Discipline refers to the methods of teaching self-control, character, moral values and appropriate behaviour. It is a powerful tool for the process of social interactions and social development. There are wide ranges of techniques that are used to discipline children, each with their own set of results. Underpinning effective discipline is the child’s ability to internalise the message that parents are trying to communicate through their disciplining techniques.
Broadly speaking, there are three types of disciplining techniques:
1) Power Assertion
This refers to the use of verbal and physical enforcement of rules and codes of conduct. It includes demands, threats, spanking, withdrawal of privileges and other such punishments. (The above scenario is an example of this)
2) Love Withdrawal
This includes withholding attention or approval, or expressing disappointment or disapproval after a child misbehaves. It could involve ignoring, isolating or showing dislike for the child. (For example, if a parent says “Now I won’t talk to you”, after their child has done something undesirable or ‘wrong’)
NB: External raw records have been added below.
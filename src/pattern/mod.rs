pub mod expression;
pub mod strip;
pub mod subexpressions;

// Re-export the public API so call sites can use `crate::pattern::*`.
pub use expression::{Expression, build_expression};
pub use strip::{LetterCount, Mark, Strip, count_letters};
pub use subexpressions::{SubExpression, SubExpressions, generate_subexpressions};
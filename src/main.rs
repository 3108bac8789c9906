use std::path::PathBuf;
use std::process::ExitCode;
use std::time::{Duration, Instant};

use clap::Parser;
use rand::SeedableRng;
use rand::rngs::StdRng;
use serde::Serialize;

use crossfill::entry_list::WordList;
use crossfill::puzzle::{Puzzle, Rejected};
use crossfill::solver::{self, FillConfig, FillReport, FillStatus};
use crossfill::word::{Axis, PlacedWord};

/// Version string with the commit the binary was built from
const VERSION: &str = concat!(env!("CARGO_PKG_VERSION"), " (", env!("GIT_HASH"), ")");

/// Crossword grid filler
#[derive(Parser, Debug)]
#[command(author, version = VERSION, about, long_about = None)]
struct Cli {
    /// Path to the word list file (`WORD clue` or `WORD;clue` per line)
    word_list: PathBuf,

    /// Grid size (default: suggested from the number and length of the words)
    #[arg(short, long)]
    grid_size: Option<usize>,

    /// Use at most this many words, picked at random
    #[arg(short = 'n', long, default_value_t = 50)]
    number: usize,

    /// Seed for a reproducible grid
    #[arg(short, long)]
    seed: Option<u64>,

    /// Time budget for one fill, in seconds
    #[arg(short, long, default_value_t = 30)]
    timeout: u64,

    /// Number of longest words the first word is drawn from
    #[arg(long, default_value_t = solver::DEFAULT_SEED_POOL)]
    seed_pool: usize,

    /// Grow the grid until most words are placed
    #[arg(short, long)]
    auto: bool,

    /// Replace clues with anagrams of their words
    #[arg(short, long)]
    mix: bool,

    /// Print the result as JSON
    #[arg(long)]
    json: bool,
}

/// Everything the CLI reports about a finished grid.
#[derive(Serialize)]
struct Output<'a> {
    grid_size: usize,
    grid: Vec<String>,
    words: Vec<PlacedWord>,
    rejected: &'a [Rejected],
    report: &'a FillReport,
}

/// Entry point of the crossfill CLI.
///
/// Delegates to [`try_main`], catching any errors and printing them
/// in a user-friendly way before exiting with code 1.
fn main() -> ExitCode {
    let debug_enabled = std::env::var("CROSSFILL_DEBUG").is_ok();
    crossfill::log::init_logger(debug_enabled);

    if let Err(e) = try_main() {
        if let Some(solver_err) = e.downcast_ref::<solver::SolverError>() {
            eprintln!("Error: {}", solver_err.display_detailed());
        } else {
            eprintln!("Error: {e}");
        }
        ExitCode::FAILURE
    } else {
        ExitCode::SUCCESS
    }
}

/// Core application logic.
///
/// 1. Load the word list, sample it, optionally scramble its clues.
/// 2. Fill a grid (growing it in `--auto` mode).
/// 3. Print the grid and the placed words on stdout, statistics on stderr.
fn try_main() -> Result<(), Box<dyn std::error::Error>> {
    let cli = Cli::parse();

    let t_load = Instant::now();
    let mut words = WordList::load_from_path(&cli.word_list)?;
    let load_secs = t_load.elapsed().as_secs_f64();

    let mut rng = match cli.seed {
        Some(seed) => StdRng::seed_from_u64(seed),
        None => StdRng::from_entropy(),
    };
    words.sample(cli.number, &mut rng);
    if cli.mix {
        words.scramble_clues(&mut rng);
    }

    let grid_size = cli.grid_size.unwrap_or_else(|| words.suggested_grid_size());
    let config = FillConfig {
        time_budget: Duration::from_secs(cli.timeout),
        seed: cli.seed,
        seed_pool: cli.seed_pool,
    };

    let t_fill = Instant::now();
    let (puzzle, report) = if cli.auto {
        solver::generate_with_growth(grid_size, &words.pairs(), &config)?
    } else {
        solver::generate(grid_size, words.pairs(), &config)?
    };
    let fill_secs = t_fill.elapsed().as_secs_f64();

    if cli.json {
        let output = Output {
            grid_size: puzzle.size(),
            grid: puzzle.grid().rows(),
            words: puzzle.placed_words(),
            rejected: puzzle.rejected(),
            report: &report,
        };
        println!("{}", serde_json::to_string_pretty(&output)?);
    } else {
        print_puzzle(&puzzle);
    }

    if let FillStatus::TimedOut { elapsed } = report.status {
        eprintln!("⚠️  Timed out after {:.1}s; the grid may be sparser than usual", elapsed.as_secs_f64());
    }
    eprintln!(
        "Loaded {} words in {:.3}s; placed {}/{} on a {}x{} grid in {:.3}s ({} iterations).",
        words.len(),
        load_secs,
        report.placed,
        report.offered,
        puzzle.size(),
        puzzle.size(),
        fill_secs,
        report.iterations
    );

    Ok(())
}

fn print_puzzle(puzzle: &Puzzle) {
    print!("{}", puzzle.grid());
    let placed = puzzle.placed_words();
    for axis in Axis::ALL {
        let mut on_axis: Vec<&PlacedWord> = placed.iter().filter(|w| w.direction == axis).collect();
        if on_axis.is_empty() {
            continue;
        }
        on_axis.sort_by_key(|w| (w.row, w.col));
        println!("\n{}:", if axis == Axis::Across { "Across" } else { "Down" });
        for w in on_axis {
            println!("  ({}, {}) {}: {}", w.row, w.col, w.word, w.clue);
        }
    }
}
This involves the use of reason and explanation to explain the nature of the misdeed and how it affects the rights and feelings of others, as well as reasons for certain decisions. ((Example: Don’t pull the dog’s tail, it hurts the dog very much. How would you feel if someone pulled your leg?)
Research has found the this technique of induction has found to be the most useful, while power assertion leads to the highest number of undesirable results; not just lack of discipline but also a poorer self esteem of the child. Rather than just set down a rigid set of do’s and don’ts, induction also attempts to explain to the child the reasons for certain parental standards of discipline. In this manner, feelings of empathy and guilt may be aroused in the child, when they are made to think about the plight of others, and the external consequences of their undesirable behaviour. In this way, children tend to internalise the social standards of conduct.
This is in contrast to the technique of power assertion or withdrawal of love, which would instead cause the child to think about the consequences that they face because of their bad behaviour, rather than how their behaviour is affecting others.
For effective disciplining, parents may call upon more than one style of discipline depending on the circumstances. It has been found that many parents claim INDUCTION is useful to make their child show concern for others, and VERBAL POWER ASSERSION is useful when it comes to rough, unruly play. Both these techniques may be used when the child is being reprimanded for lying or stealing.
It is not only the situation that matters, but also the confidence with which the parents can carry out the discipline style. For example, while a mother might be more comfortable with a power assertion style of discipline, the father might be more inclined to an inductive style. Such a divide is alright, and natural in fact. It is essential that for a child to understand their parents’ disciplining style, the parents make sure to use clear and consistent techniques, with set aims. It would not do well for the child to be confused about the message that the parents are trying to get across through their disciplining styles.
The child’s temperament and emotionality also should be considered when deciding discipline styles. Some children who are prone to lowered self esteem would not react well to a harsh technique or using harsh language. The use of withdrawal of love could lead to a child feeling unworthy of a parents’ love, and can greatly affect the child’s confidence level in all activities. It may help if the parents deliver the message in a humorous or indirect manner. (Examples: Who’s supposed to clean up this mess that you made? I’ll give it to you, but first, what’s the magic word?)